A group of researchers from the US and Canada suggested alternatives to terms like “male” and “female” and “mother” and “father” should be used in science because they assumed sex was binary and heterosexuality the norm.

The Ecology and Evolutionary Biology (EEB) Language Project said “male” and “female” should be replaced by “sperm-producing” and “egg-producing” respectively.

Sydney Watson, an Australian-American political commentator, responded to the news in a tweet on Thursday, arguing against gender being a spectrum.

“New dehumanising term for women just dropped,” she wrote alongside an image of an article with the headline: “Use ‘egg-producing’ not ‘female’, say scientists in call to phase out binary language.”

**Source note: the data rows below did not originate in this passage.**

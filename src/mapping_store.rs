//! Persisted extension to category table.
//!
//! The table lives in a CSV file with a `File extension,File Type` header.
//! Every mutation rewrites the whole file immediately. Storage problems never
//! make the table unusable: a missing or corrupt file is replaced by the
//! default table and the problem is reported as a [`StoreWarning`].

use crate::file_category::{ExtensionMapping, MappingEntry};
use std::fs;
use std::io;
use std::path::{Path, PathBuf};
use thiserror::Error;
use tracing::{debug, info, warn};

/// Header of the first CSV column.
pub const EXTENSION_FIELDNAME: &str = "File extension";
/// Header of the second CSV column.
pub const CATEGORY_FIELDNAME: &str = "File Type";

/// Non-fatal storage problems. The in-memory table stays usable.
#[derive(Debug, Error)]
pub enum StoreWarning {
    #[error("could not create mapping file {}: {source}; using the default table", .path.display())]
    CreateFailed { path: PathBuf, source: io::Error },

    #[error("mapping file {} could not be read ({reason}); it was reset to the default table", .path.display())]
    Reseeded { path: PathBuf, reason: String },

    #[error("could not write mapping file {}: {source}", .path.display())]
    WriteFailed { path: PathBuf, source: io::Error },
}

/// Rejected mapping edits. The table is left unchanged.
#[derive(Debug, Error, PartialEq, Eq)]
pub enum MappingError {
    #[error("extension '{0}' already exists")]
    DuplicateExtension(String),

    #[error("extension must not be empty")]
    EmptyExtension,

    #[error("category must not be empty")]
    EmptyCategory,

    #[error("row {index} is out of range (table has {len} rows)")]
    IndexOutOfRange { index: usize, len: usize },
}

/// Result of a mapping edit: `Ok(Some(_))` means the edit was applied but
/// could not be persisted.
pub type EditResult = Result<Option<StoreWarning>, MappingError>;

#[derive(Debug, Error)]
enum ReadError {
    #[error("{0}")]
    Csv(#[from] csv::Error),
    #[error("unexpected header {0:?}")]
    Header(Vec<String>),
}

/// Owns the mapping table and the file that persists it.
#[derive(Debug)]
pub struct MappingStore {
    path: PathBuf,
    mapping: ExtensionMapping,
}

impl MappingStore {
    /// Opens the store at `path`, loading or creating the mapping file.
    ///
    /// # Examples
    ///
    /// ```no_run
    /// use foldertidy::mapping_store::MappingStore;
    ///
    /// let (store, warning) = MappingStore::open("/tmp/data.csv", "Outros");
    /// if let Some(w) = warning {
    ///     eprintln!("{}", w);
    /// }
    /// println!("{} rows", store.mapping().len());
    /// ```
    pub fn open(
        path: impl Into<PathBuf>,
        fallback_literal: impl Into<String>,
    ) -> (Self, Option<StoreWarning>) {
        let mut store = Self {
            path: path.into(),
            mapping: ExtensionMapping::new(fallback_literal),
        };
        let warning = store.load();
        (store, warning)
    }

    /// Path of the mapping file.
    pub fn path(&self) -> &Path {
        &self.path
    }

    /// Current table.
    pub fn mapping(&self) -> &ExtensionMapping {
        &self.mapping
    }

    /// Owned copy of the current table, for handing to the organizer.
    pub fn snapshot(&self) -> ExtensionMapping {
        self.mapping.clone()
    }

    fn default_table(&self) -> ExtensionMapping {
        ExtensionMapping::default_table(self.mapping.fallback_literal())
    }

    /// Reloads the table from storage.
    ///
    /// A missing file is created from the default table. An unreadable file
    /// is overwritten with the default table and read once more; if that read
    /// fails too, the in-memory default table is used.
    pub fn load(&mut self) -> Option<StoreWarning> {
        if !self.path.exists() {
            debug!(path = %self.path.display(), "mapping file missing, seeding defaults");
            self.mapping = self.default_table();
            return self.write().err().map(|source| StoreWarning::CreateFailed {
                path: self.path.clone(),
                source,
            });
        }

        let reason = match self.read() {
            Ok(mapping) => {
                self.mapping = mapping;
                return None;
            }
            Err(e) => e.to_string(),
        };

        warn!(path = %self.path.display(), %reason, "mapping file unreadable, resetting to defaults");
        self.mapping = self.default_table();
        if let Err(source) = self.write() {
            return Some(StoreWarning::WriteFailed {
                path: self.path.clone(),
                source,
            });
        }
        match self.read() {
            Ok(mapping) => self.mapping = mapping,
            Err(e) => warn!(path = %self.path.display(), error = %e, "re-read after reset failed"),
        }
        Some(StoreWarning::Reseeded {
            path: self.path.clone(),
            reason,
        })
    }

    fn read(&self) -> Result<ExtensionMapping, ReadError> {
        let mut reader = csv::ReaderBuilder::new()
            .has_headers(true)
            .trim(csv::Trim::All)
            .from_path(&self.path)?;

        let headers = reader.headers()?;
        if headers.len() < 2
            || &headers[0] != EXTENSION_FIELDNAME
            || &headers[1] != CATEGORY_FIELDNAME
        {
            return Err(ReadError::Header(
                headers.iter().map(str::to_string).collect(),
            ));
        }

        let mut rows = Vec::new();
        for record in reader.deserialize::<MappingEntry>() {
            let record = record?;
            let entry = MappingEntry::new(&record.extension, &record.category);
            if entry.extension.is_empty() || entry.category.is_empty() {
                continue;
            }
            rows.push(entry);
        }

        Ok(ExtensionMapping::from_entries(
            rows,
            self.mapping.fallback_literal(),
        ))
    }

    fn write(&self) -> io::Result<()> {
        if let Some(parent) = self.path.parent()
            && !parent.as_os_str().is_empty()
        {
            fs::create_dir_all(parent)?;
        }

        let mut writer = csv::WriterBuilder::new()
            .has_headers(false)
            .from_path(&self.path)
            .map_err(io::Error::from)?;
        writer
            .write_record([EXTENSION_FIELDNAME, CATEGORY_FIELDNAME])
            .map_err(io::Error::from)?;
        for entry in self.mapping.entries() {
            writer.serialize(entry).map_err(io::Error::from)?;
        }
        writer.flush()?;

        info!(path = %self.path.display(), rows = self.mapping.len(), "mapping file written");
        Ok(())
    }

    /// Rewrites the mapping file with the current table.
    pub fn save(&self) -> Option<StoreWarning> {
        self.write().err().map(|source| {
            warn!(path = %self.path.display(), error = %source, "could not save mapping file");
            StoreWarning::WriteFailed {
                path: self.path.clone(),
                source,
            }
        })
    }

    /// Case-insensitive membership test.
    pub fn exists(&self, extension: &str) -> bool {
        self.mapping.contains(extension)
    }

    /// Appends a row.
    ///
    /// # Errors
    ///
    /// Returns [`MappingError::DuplicateExtension`] if the extension is
    /// already present in any letter case.
    pub fn add_entry(&mut self, extension: &str, category: &str) -> EditResult {
        let entry = MappingEntry::new(extension, category);
        if entry.extension.is_empty() {
            return Err(MappingError::EmptyExtension);
        }
        if entry.category.is_empty() {
            return Err(MappingError::EmptyCategory);
        }
        if self.exists(&entry.extension) {
            return Err(MappingError::DuplicateExtension(extension.trim().to_string()));
        }
        self.mapping.push(entry);
        Ok(self.save())
    }

    /// Replaces the category of the row at 1-based `index`.
    pub fn edit_entry(&mut self, index: usize, category: &str) -> EditResult {
        let category = non_empty_category(category)?;
        let position = self.position_of(index)?;
        self.mapping.set_category(position, category);
        Ok(self.save())
    }

    /// Removes the rows at the given 1-based indices.
    ///
    /// All indices are checked before anything is removed. The file is
    /// written once.
    pub fn delete_entries(&mut self, indices: &[usize]) -> EditResult {
        let mut positions = indices
            .iter()
            .map(|&index| self.position_of(index))
            .collect::<Result<Vec<_>, _>>()?;
        positions.sort_unstable_by(|a, b| b.cmp(a));
        positions.dedup();

        self.mapping.remove_descending(&positions);
        Ok(self.save())
    }

    /// Sets the category of the `others` row.
    ///
    /// Without an `others` row this does nothing and nothing is written.
    pub fn update_fallback(&mut self, category: &str) -> EditResult {
        let category = non_empty_category(category)?;
        if !self.mapping.set_others(category) {
            debug!("no 'others' row, fallback update ignored");
            return Ok(None);
        }
        Ok(self.save())
    }

    /// Discards the mapping file and reseeds it from the default table.
    pub fn restore_defaults(&mut self) -> Option<StoreWarning> {
        if let Err(e) = fs::remove_file(&self.path)
            && e.kind() != io::ErrorKind::NotFound
        {
            warn!(path = %self.path.display(), error = %e, "could not remove mapping file");
        }
        self.mapping = self.default_table();
        self.save()
    }

    fn position_of(&self, index: usize) -> Result<usize, MappingError> {
        let len = self.mapping.len();
        if index == 0 || index > len {
            return Err(MappingError::IndexOutOfRange { index, len });
        }
        Ok(index - 1)
    }
}

fn non_empty_category(category: &str) -> Result<String, MappingError> {
    let category = category.trim();
    if category.is_empty() {
        return Err(MappingError::EmptyCategory);
    }
    Ok(category.to_string())
}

In another tweet, she suggested men would be referred to as “non egg producing”.

“The hilarious thing about this is that in order to discuss men, they’d have to say ‘non-egg-producing’. It’s almost like sex is … binary,” she wrote.

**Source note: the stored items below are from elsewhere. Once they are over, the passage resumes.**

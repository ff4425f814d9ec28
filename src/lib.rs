//! foldertidy - sort the files of a directory into category folders
//!
//! This library provides the editable extension to category table and its
//! CSV persistence, the organizer that moves the files of a directory into
//! one folder per category, an in-memory error log, and the pieces of the
//! command-line front end.

pub mod cli;
pub mod config;
pub mod error_log;
pub mod file_category;
pub mod file_organizer;
pub mod logging;
pub mod mapping_store;
pub mod output;

pub use config::{AppConfig, ConfigError};
pub use error_log::{ErrorKind, ErrorLog, ErrorLogEntry};
pub use file_category::{ExtensionMapping, MappingEntry};
pub use file_organizer::{BatchError, OrganizeResult, OrganizerEngine};
pub use mapping_store::{MappingError, MappingStore, StoreWarning};

pub use cli::{Cli, run_cli};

The researchers said father and mother should be labelled “parent”, “egg donor” and “sperm donor” in the scientific field.

The group has called on the scientific field to use words that are more “inclusive and precise”, according to a press release from the University of British Columbia (UBC), which has three researchers in the initiative.

“Much of Western science is rooted in colonialism, white supremacy and patriarchy, and these power structures continue to permeate our scientific culture,” some project members wrote in the Trends in Ecology and Evolution journal.

UBC assistant professor Dr Kaitlyn Gaynor said the undertaking began from a Twitter conversation among a few people about terminology that is potentially harmful.

“We reached out to different networks in ecology and evolution that were focused on increasing inclusion and equity in the field to rally support for one very specific action — revising terminology that might be harmful to certain people, particularly those from groups historically and currently excluded from science,” she said, according to the press release.

The group’s website lists its top 24 “harmful terms,” a crowdsourced repository identified by community members, with possible alternatives.

For example, “primitive” and “advanced” are problematic because they are used “derogatorily towards humans or human practices, and also scientifically inaccurate as implies an evolutionary hierarchy.” EEB suggests “ancestral” or “derived” instead.

“Survival of the fittest” could be linked to “eugenics, ableism and social Darwinism”, researchers said, so they advise using “natural selection” and “survival differences” instead.

Even “citizen science” is troublesome because it could be “harmful to non-citizens,” so the EEB Language Project urged using “participant science or community science.”

The EEB Language Project aims to be a “living document,” said Dr. Danielle Ignace of UBC.

“[P]articular words that are harmful and their alternatives can change over time,” she said.

“People can submit their suggestions online and have their voices heard. They can also get more involved as an individual, as an institution or at the community level. The hope is that this grassroots effort brings people together.”